Hard news to digest. Sending love from Madison.


greg|regan said...

Hi Sara,

I know you a bit from 'Las Tres Abuelas'! Thank you for your message. I laughed at the suggestion of the barf bag for the handle bars. Could be a hot item to market for people living with cancer in bike friendly countries like Denmark! I hope to get in touch with you soon!


Anonymous said...

The danish cancer society has some brochures in english about the treatment .

Best wishes to you and your family.


nina said...

Well, you know what I think of all this (it mega sucks), so I wont repeat myself here, but I just want to say that your post is exquisite as always.

And I do support the idea of carrying a barf bag, otherwise people will conclude that you're one of those perpetually hungover types and I can just see you saying in perfect Danish -- no no, sorry, I have cancer -- and that may get tiring after a while.

Tell Greg that I think (we all think) that it sucks for him too.

Joe Beck said...

Regan, I am so sorry to hear this news. As far as information sources, there are outs of poor ones out there.
Anything from medscape will contain the best information from the experts. If you can manage to get through the jargon, you will be better informed that anyone short of an oncologist (I am only half kidding). Here are two to get you started, but there may be more there.
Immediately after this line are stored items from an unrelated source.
use std::sync::Arc;

use chrono::Utc;
use serde_json::{json, Map, Value};
use tracing::info;

use super::{into_entities, load};
use crate::application::dto::UpdateProfileRequest;
use crate::application::errors::UseCaseError;
use crate::application::ports::{
    AccountUpdate, Direction, DocumentStore, FilterOp, IdentityProvider, Query,
};
use crate::domain::entities::{collections, PublicProfile, UserProfile, UserStats};

pub const DEFAULT_SEARCH_LIMIT: usize = 10;

/// Upper bound of a prefix range over display names
const PREFIX_RANGE_END: char = '\u{f8ff}';

/// Profile documents and lookups of other users
pub struct UserUseCases {
    store: Arc<dyn DocumentStore>,
    identity: Arc<dyn IdentityProvider>,
}

impl UserUseCases {
    pub fn new(store: Arc<dyn DocumentStore>, identity: Arc<dyn IdentityProvider>) -> Self {
        Self { store, identity }
    }

    async fn patch(&self, uid: &str, mut patch: Map<String, Value>) -> Result<(), UseCaseError> {
        patch.insert("updatedAt".to_string(), json!(Utc::now()));
        self.store.update(collections::USERS, uid, patch).await?;
        Ok(())
    }

    pub async fn profile(&self, uid: &str) -> Result<UserProfile, UseCaseError> {
        load(self.store.as_ref(), collections::USERS, uid, "User").await
    }

    /// Display name and photo are mirrored onto the identity record
    pub async fn update_profile(
        &self,
        uid: &str,
        request: UpdateProfileRequest,
    ) -> Result<UserProfile, UseCaseError> {
        let mut patch = Map::new();
        if let Some(name) = &request.display_name {
            patch.insert("displayName".to_string(), json!(name));
        }
        if let Some(url) = &request.profile_image_url {
            patch.insert("profileImageUrl".to_string(), json!(url));
        }
        if let Some(phone) = &request.phone_number {
            patch.insert("phoneNumber".to_string(), json!(phone));
        }
        if let Some(preferences) = request.preferences {
            patch.insert("preferences".to_string(), Value::Object(preferences));
        }
        self.patch(uid, patch).await?;

        if request.display_name.is_some() || request.profile_image_url.is_some() {
            self.identity
                .update_user(
                    uid,
                    AccountUpdate {
                        display_name: request.display_name,
                        photo_url: request.profile_image_url,
                        password: None,
                    },
                )
                .await?;
        }

        info!(user_id = %uid, "Profile updated");
        self.profile(uid).await
    }

    pub async fn preferences(&self, uid: &str) -> Result<Map<String, Value>, UseCaseError> {
        Ok(self.profile(uid).await?.preferences)
    }

    pub async fn replace_preferences(
        &self,
        uid: &str,
        preferences: Map<String, Value>,
    ) -> Result<(), UseCaseError> {
        let mut patch = Map::new();
        patch.insert("preferences".to_string(), Value::Object(preferences));
        self.patch(uid, patch).await
    }

    pub async fn set_preference(
        &self,
        uid: &str,
        key: &str,
        value: Value,
    ) -> Result<Map<String, Value>, UseCaseError> {
        let mut preferences = self.preferences(uid).await?;
        preferences.insert(key.to_string(), value);
        self.replace_preferences(uid, preferences.clone()).await?;
        Ok(preferences)
    }

    pub async fn touch_last_login(&self, uid: &str) -> Result<(), UseCaseError> {
        let mut patch = Map::new();
        patch.insert("lastLogin".to_string(), json!(Utc::now()));
        self.store.update(collections::USERS, uid, patch).await?;
        Ok(())
    }

    pub async fn stats(&self, uid: &str) -> Result<UserStats, UseCaseError> {
        let owned = Query::new().where_eq("userId", uid);
        let all = Query::new();
        let favorites = collections::favorites(uid);

        let (projects_count, designs_count, favorites_count) = tokio::try_join!(
            self.store.count(collections::PROJECTS, &owned),
            self.store.count(collections::DESIGNS, &owned),
            self.store.count(&favorites, &all),
        )?;

        Ok(UserStats {
            projects_count,
            designs_count,
            favorites_count,
        })
    }

    /// Case-sensitive display-name prefix search
    pub async fn search(
        &self,
        prefix: &str,
        limit: Option<usize>,
    ) -> Result<Vec<PublicProfile>, UseCaseError> {
        let prefix = prefix.trim();
        let upper = format!("{}{}", prefix, PREFIX_RANGE_END);
        let query = Query::new()
            .filter("displayName", FilterOp::Gte, prefix)
            .filter("displayName", FilterOp::Lte, upper)
            .order_by("displayName", Direction::Asc)
            .limit(limit.unwrap_or(DEFAULT_SEARCH_LIMIT));

        let users: Vec<UserProfile> =
            into_entities(self.store.query(collections::USERS, &query).await?)?;
        Ok(users.iter().map(|u| u.public(true)).collect())
    }

    pub async fn by_email(&self, email: &str) -> Result<PublicProfile, UseCaseError> {
        let query = Query::new()
            .where_eq("email", email.trim().to_lowercase())
            .limit(1);
        let users: Vec<UserProfile> =
            into_entities(self.store.query(collections::USERS, &query).await?)?;
        users
            .first()
            .map(|u| u.public(true))
            .ok_or_else(|| UseCaseError::not_found("User"))
    }

    /// Unknown ids are left out of the result
    pub async fn batch(&self, user_ids: Vec<String>) -> Result<Vec<PublicProfile>, UseCaseError> {
        let query = Query::new().id_in(user_ids);
        let users: Vec<UserProfile> =
            into_entities(self.store.query(collections::USERS, &query).await?)?;
        Ok(users.iter().map(|u| u.public(true)).collect())
    }

    pub async fn exists(&self, uid: &str) -> Result<bool, UseCaseError> {
        Ok(self.store.get(collections::USERS, uid).await?.is_some())
    }

    pub async fn public_profile(&self, uid: &str) -> Result<PublicProfile, UseCaseError> {
        Ok(self.profile(uid).await?.public(false))
    }
}

#[cfg(test)]
mod tests {
    use super::*;
    use crate::application::ports::{
        to_document_data, Document, Filter, MockDocumentStore, MockIdentityProvider, StoreError,
    };

    fn profile_doc(uid: &str) -> Document {
        let mut profile = UserProfile::new(uid, format!("{}@example.com", uid), "Dana");
        profile.preferences.insert("theme".to_string(), json!("dark"));
        Document::new(uid, to_document_data(&profile).unwrap())
    }

    fn use_cases(store: MockDocumentStore, identity: MockIdentityProvider) -> UserUseCases {
        UserUseCases::new(Arc::new(store), Arc::new(identity))
    }

    #[tokio::test]
    async fn test_missing_profile() {
        let mut store = MockDocumentStore::new();
        store.expect_get().returning(|_, _| Ok(None));

        let err = use_cases(store, MockIdentityProvider::new())
            .profile("u1")
            .await
            .unwrap_err();
        assert_eq!(err.to_string(), "User not found");
    }

    #[tokio::test]
    async fn test_update_profile_mirrors_display_name() {
        let mut store = MockDocumentStore::new();
        store
            .expect_update()
            .withf(|collection, uid, patch| {
                collection == collections::USERS
                    && uid == "u1"
                    && patch["displayName"] == json!("Eve")
                    && patch.contains_key("updatedAt")
            })
            .times(1)
            .returning(|_, _, _| Ok(()));
        store
            .expect_get()
            .returning(|_, id| Ok(Some(profile_doc(id))));

        let mut identity = MockIdentityProvider::new();
        identity
            .expect_update_user()
            .withf(|uid, update| uid == "u1" && update.display_name.as_deref() == Some("Eve"))
            .times(1)
            .returning(|_, _| Ok(()));

        use_cases(store, identity)
            .update_profile(
                "u1",
                UpdateProfileRequest {
                    display_name: Some("Eve".to_string()),
                    ..Default::default()
                },
            )
            .await
            .unwrap();
    }

    #[tokio::test]
    async fn test_preferences_only_skips_identity() {
        let mut store = MockDocumentStore::new();
        store.expect_update().returning(|_, _, _| Ok(()));
        store
            .expect_get()
            .returning(|_, id| Ok(Some(profile_doc(id))));

        let mut identity = MockIdentityProvider::new();
        identity.expect_update_user().never();

        let mut preferences = Map::new();
        preferences.insert("units".to_string(), json!("metric"));
        use_cases(store, identity)
            .update_profile(
                "u1",
                UpdateProfileRequest {
                    preferences: Some(preferences),
                    ..Default::default()
                },
            )
            .await
            .unwrap();
    }

    #[tokio::test]
    async fn test_set_preference_keeps_other_keys() {
        let mut store = MockDocumentStore::new();
        store
            .expect_get()
            .returning(|_, id| Ok(Some(profile_doc(id))));
        store
            .expect_update()
            .withf(|_, _, patch| {
                patch["preferences"] == json!({"theme": "dark", "units": "imperial"})
            })
            .times(1)
            .returning(|_, _, _| Ok(()));

        let preferences = use_cases(store, MockIdentityProvider::new())
            .set_preference("u1", "units", json!("imperial"))
            .await
            .unwrap();
        assert_eq!(preferences.len(), 2);
    }

    #[tokio::test]
    async fn test_update_on_missing_user_is_not_found() {
        let mut store = MockDocumentStore::new();
        store
            .expect_update()
            .returning(|c, id, _| Err(StoreError::not_found(c, id)));

        let err = use_cases(store, MockIdentityProvider::new())
            .replace_preferences("ghost", Map::new())
            .await
            .unwrap_err();
        assert!(matches!(err, UseCaseError::Store(StoreError::NotFound { .. })));
    }

    #[tokio::test]
    async fn test_stats_counts_three_collections() {
        let mut store = MockDocumentStore::new();
        store.expect_count().returning(|collection, _| {
            Ok(match collection {
                "projects" => 2,
                "designs" => 3,
                _ => 4,
            })
        });

        let stats = use_cases(store, MockIdentityProvider::new())
            .stats("u1")
            .await
            .unwrap();
        assert_eq!(
            stats,
            UserStats {
                projects_count: 2,
                designs_count: 3,
                favorites_count: 4
            }
        );
    }

    #[tokio::test]
    async fn test_search_uses_prefix_range() {
        let mut store = MockDocumentStore::new();
        store
            .expect_query()
            .withf(|_, query| {
                query.limit == Some(DEFAULT_SEARCH_LIMIT)
                    && query.filters.contains(&Filter::Field {
                        field: "displayName".to_string(),
                        op: FilterOp::Lte,
                        value: json!("Da\u{f8ff}"),
                    })
            })
            .returning(|_, _| Ok(vec![profile_doc("u2")]));

        let found = use_cases(store, MockIdentityProvider::new())
            .search(" Da ", None)
            .await
            .unwrap();
        assert_eq!(found.len(), 1);
        assert_eq!(found[0].email.as_deref(), Some("u2@example.com"));
    }

    #[tokio::test]
    async fn test_public_profile_hides_email() {
        let mut store = MockDocumentStore::new();
        store
            .expect_get()
            .returning(|_, id| Ok(Some(profile_doc(id))));

        let profile = use_cases(store, MockIdentityProvider::new())
            .public_profile("u1")
            .await
            .unwrap();
        assert!(profile.email.is_none());
    }
}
As far as food choices, IMHO you would be better served paying extremely close attention to your chemos. It might be helpful to learn everything you can about how your particular chemo works and what are the appropriate dosages for your situation (once you fuly understand it). Do not assume your oncologist has read the latest research papers. If you find a recent paper (in a real journal) showing that a different chemo has been giving better results, or maybe combination approach has recently been showing promise. If the paper is especially releveant to your exact type of breast cancer, then bring it in to show your oncologist to get his opinion. Dont be afraid to ask him questions on how he is determining the dosage or the drug, and then double check to see if this is current best practices. No one has the time to investigate your specific condition like you do. Obviously you should not be antagonistic or pushy, but a few intelligent questions will not be unwelcome, but might even be refreshing.

Joe Beck said...

As far as vitamins, I have not investigated this in depth, but I have heard of reports that large amunts if vitamins are more likely to help the cancer rather than help your immune system.
Rapidly growing cells (such as cancer) are more in need of nutrition than the more slowly growing cells in your body. Also extra amounts of antioxidants, such as vitamin C, can actually help protect the cancer from your immune system which uses oxidative damage to attack the cancer (antioxidants reduce oxidative damage you see).
This is all the more reason to focus on the medications rather than nutritional approaches.
Feel free to show me any papers or other sources if you want my opinion on them. I am not an oncologist or even a medical doctor, but I do have extensive experience in cell biology, receptor biology and pharmacology.

Anonymous said...

Maybe it's just an "It can't happen to me." kind of thing, but I just feel like it's going to work out.
I know that's not the useful sort of info you are looking for, but I hope it helps.


Barbara said...

What a brave and beautiful post! I found my way to your blog some time ago through my friend Nina's blog, and I love reading (and seeing) your adventures in Denmark and your delightful boys. Please know that your loyal readers out here in cyberspace are thinking of you and your family and wishing you all the best.

Susie said...

I was so sorry to read about your cancer diagnosis. I pray the next few days bring answers and some reassurance that you will be beat this. You've been through two natural births, heck, you can do anything :)
Thank you for your vulnerability in your posts. I have only one woman I know through another friend that has fought cancer. She was diagnosed as stage four, but made it and is strong today and doing well (with three little ones). We're praying for you and Greg and hope that your weekend flies by and you're able to get answers soon. Hugs from Wisconsin!

greg|regan said...

Erik, Nina, Joe, Lucas, Barbara, and Susie,

Thank you for your words! Sorry it's taken me so long to say thank you!